» Task goal
Output each record exactly, with nothing omitted.

» Given entries
========================================================================

use crate::error::AppError;
use crate::pulse::session::{FeedConnector, FeedLink};
use crate::pulse::simulator::TokenSource;
use crate::pulse::types::{parse_feed_payload, FeedEvent, TokenPayload};
use async_trait::async_trait;
use futures_util::future;
use futures_util::StreamExt;
use reqwest::Client;
use tokio_tungstenite::connect_async_with_config;
use tokio_tungstenite::tungstenite::protocol::WebSocketConfig;
use tokio_tungstenite::tungstenite::{Error as WsError, Message};
use tracing::{debug, info};

const MAX_MESSAGE_SIZE: usize = 16 << 20;
const MAX_FRAME_SIZE: usize = 4 << 20;

fn ws_config() -> WebSocketConfig {
    WebSocketConfig {
        max_message_size: Some(MAX_MESSAGE_SIZE),
        max_frame_size: Some(MAX_FRAME_SIZE),
        ..Default::default()
    }
}

/// Maps one websocket read to a feed item. Control frames yield nothing; a
/// close frame or read error ends the link.
pub fn decode_frame(frame: Result<Message, WsError>) -> Option<Result<FeedEvent, AppError>> {
    match frame {
        Ok(Message::Text(text)) => {
            let mut owned_payload = text.into_bytes();
            Some(parse_feed_payload(owned_payload.as_mut_slice()))
        }
        Ok(Message::Binary(mut binary_payload)) => {
            Some(parse_feed_payload(binary_payload.as_mut_slice()))
        }
        Ok(Message::Close(frame)) => {
            let reason = frame
                .map(|close| close.reason.to_string())
                .filter(|reason| !reason.is_empty())
                .unwrap_or_else(|| "no reason given".to_string());
            Some(Err(AppError::Transport(format!(
                "feed closed by server: {reason}"
            ))))
        }
        Ok(_) => None,
        Err(error) => Some(Err(error.into())),
    }
}

pub struct WebSocketConnector {
    url: String,
}

impl WebSocketConnector {
    pub fn new(url: impl Into<String>) -> Self {
        Self { url: url.into() }
    }

    pub fn url(&self) -> &str {
        &self.url
    }
}

#[async_trait]
impl FeedConnector for WebSocketConnector {
    async fn connect(&self) -> Result<FeedLink, AppError> {
        info!(url = %self.url, "opening feed websocket");
        let (stream, response) =
            connect_async_with_config(self.url.as_str(), Some(ws_config()), true).await?;
        debug!(status = %response.status(), "feed websocket handshake complete");
        let link: FeedLink = stream
            .filter_map(|frame| future::ready(decode_frame(frame)))
            .boxed();
        Ok(link)
    }
}

/// Loads the initial token set from a JSON array endpoint.
pub struct HttpTokenSource {
    client: Client,
    url: String,
}

impl HttpTokenSource {
    pub fn new(client: Client, url: impl Into<String>) -> Self {
        Self {
            client,
            url: url.into(),
        }
    }
}

#[async_trait]
impl TokenSource for HttpTokenSource {
    async fn fetch_tokens(&self) -> Result<Vec<TokenPayload>, AppError> {
        let response = self
            .client
            .get(self.url.as_str())
            .send()
            .await?
            .error_for_status()?;
        let payload = response.json::<Vec<TokenPayload>>().await?;
        debug!(count = payload.len(), "fetched token snapshot");
        Ok(payload)
    }
}
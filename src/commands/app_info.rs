use serde::Serialize;

#[derive(Debug, Serialize)]
#[serde(rename_all = "camelCase")]
pub struct AppInfoResponse {
    pub product_name: String,
    pub version: String,
    pub platform: String,
    pub arch: String,
}

pub fn build_app_info_response(product_name: String, version: String) -> AppInfoResponse {
    AppInfoResponse {
        product_name,
        version,
        platform: std::env::consts::OS.to_string(),
        arch: std::env::consts::ARCH.to_string(),
    }
}

pub fn app_info() -> AppInfoResponse {
    build_app_info_response(
        env!("CARGO_PKG_NAME").to_string(),
        env!("CARGO_PKG_VERSION").to_string(),
    )
}

#[cfg(test)]
mod tests {
    use super::*;

    #[test]
    fn app_info_contains_runtime_metadata() {
        let response = app_info();

        assert_eq!(response.product_name, "token-pulse");
        assert!(!response.version.is_empty());
        assert!(!response.platform.is_empty());
        assert!(!response.arch.is_empty());
    }
}
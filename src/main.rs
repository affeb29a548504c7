use token_pulse_lib::pulse::config::StartFeedArgs;
use tracing::error;

#[tokio::main]
async fn main() {
    token_pulse_lib::logging::init_tracing();

    let args = match StartFeedArgs::load() {
        Ok(args) => args,
        Err(load_error) => {
            error!("invalid configuration: {load_error}");
            std::process::exit(2);
        }
    };

    if let Err(run_error) = token_pulse_lib::run(args).await {
        error!("token pulse stopped: {run_error}");
        std::process::exit(1);
    }
}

========================================================================

» Output of the task
use crate::error::AppError;
use crate::pulse::session::{FeedConnector, FeedLink};
use crate::pulse::simulator::TokenSource;
use crate::pulse::types::{parse_feed_payload, FeedEvent, TokenPayload};
use async_trait::async_trait;
use futures_util::future;
use futures_util::StreamExt;
use reqwest::Client;
use tokio_tungstenite::connect_async_with_config;
use tokio_tungstenite::tungstenite::protocol::WebSocketConfig;
use tokio_tungstenite::tungstenite::{Error as WsError, Message};
use tracing::{debug, info};

const MAX_MESSAGE_SIZE: usize = 16 << 20;
const MAX_FRAME_SIZE: usize = 4 << 20;

fn ws_config() -> WebSocketConfig {
    WebSocketConfig {
        max_message_size: Some(MAX_MESSAGE_SIZE),
        max_frame_size: Some(MAX_FRAME_SIZE),
        ..Default::default()
    }
}

/// Maps one websocket read to a feed item. Control frames yield nothing; a
/// close frame or read error ends the link.
pub fn decode_frame(frame: Result<Message, WsError>) -> Option<Result<FeedEvent, AppError>> {
    match frame {
        Ok(Message::Text(text)) => {
            let mut owned_payload = text.into_bytes();
            Some(parse_feed_payload(owned_payload.as_mut_slice()))
        }
        Ok(Message::Binary(mut binary_payload)) => {
            Some(parse_feed_payload(binary_payload.as_mut_slice()))
        }
        Ok(Message::Close(frame)) => {
            let reason = frame
                .map(|close| close.reason.to_string())
                .filter(|reason| !reason.is_empty())
                .unwrap_or_else(|| "no reason given".to_string());
            Some(Err(AppError::Transport(format!(
                "feed closed by server: {reason}"
            ))))
        }
        Ok(_) => None,
        Err(error) => Some(Err(error.into())),
    }
}

pub struct WebSocketConnector {
    url: String,
}

impl WebSocketConnector {
    pub fn new(url: impl Into<String>) -> Self {
        Self { url: url.into() }
    }

    pub fn url(&self) -> &str {
        &self.url
    }
}

#[async_trait]
impl FeedConnector for WebSocketConnector {
    async fn connect(&self) -> Result<FeedLink, AppError> {
        info!(url = %self.url, "opening feed websocket");
        let (stream, response) =
            connect_async_with_config(self.url.as_str(), Some(ws_config()), true).await?;
        debug!(status = %response.status(), "feed websocket handshake complete");
        let link: FeedLink = stream
            .filter_map(|frame| future::ready(decode_frame(frame)))
            .boxed();
        Ok(link)
    }
}

/// Loads the initial token set from a JSON array endpoint.
pub struct HttpTokenSource {
    client: Client,
    url: String,
}

impl HttpTokenSource {
    pub fn new(client: Client, url: impl Into<String>) -> Self {
        Self {
            client,
            url: url.into(),
        }
    }
}

#[async_trait]
impl TokenSource for HttpTokenSource {
    async fn fetch_tokens(&self) -> Result<Vec<TokenPayload>, AppError> {
        let response = self
            .client
            .get(self.url.as_str())
            .send()
            .await?
            .error_for_status()?;
        let payload = response.json::<Vec<TokenPayload>>().await?;
        debug!(count = payload.len(), "fetched token snapshot");
        Ok(payload)
    }
}
filename src/commands/app_info.rs
use serde::Serialize;

#[derive(Debug, Serialize)]
#[serde(rename_all = "camelCase")]
pub struct AppInfoResponse {
    pub product_name: String,
    pub version: String,
    pub platform: String,
    pub arch: String,
}

pub fn build_app_info_response(product_name: String, version: String) -> AppInfoResponse {
    AppInfoResponse {
        product_name,
        version,
        platform: std::env::consts::OS.to_string(),
        arch: std::env::consts::ARCH.to_string(),
    }
}

pub fn app_info() -> AppInfoResponse {
    build_app_info_response(
        env!("CARGO_PKG_NAME").to_string(),
        env!("CARGO_PKG_VERSION").to_string(),
    )
}

#[cfg(test)]
mod tests {
    use super::*;

    #[test]
    fn app_info_contains_runtime_metadata() {
        let response = app_info();

        assert_eq!(response.product_name, "token-pulse");
        assert!(!response.version.is_empty());
        assert!(!response.platform.is_empty());
        assert!(!response.arch.is_empty());
    }
}
filename src/main.rs
repository affeb29a548504c7
use token_pulse_lib::pulse::config::StartFeedArgs;
use tracing::error;

#[tokio::main]
async fn main() {
    token_pulse_lib::logging::init_tracing();

    let args = match StartFeedArgs::load() {
        Ok(args) => args,
        Err(load_error) => {
            error!("invalid configuration: {load_error}");
            std::process::exit(2);
        }
    };

    if let Err(run_error) = token_pulse_lib::run(args).await {
        error!("token pulse stopped: {run_error}");
        std::process::exit(1);
    }
}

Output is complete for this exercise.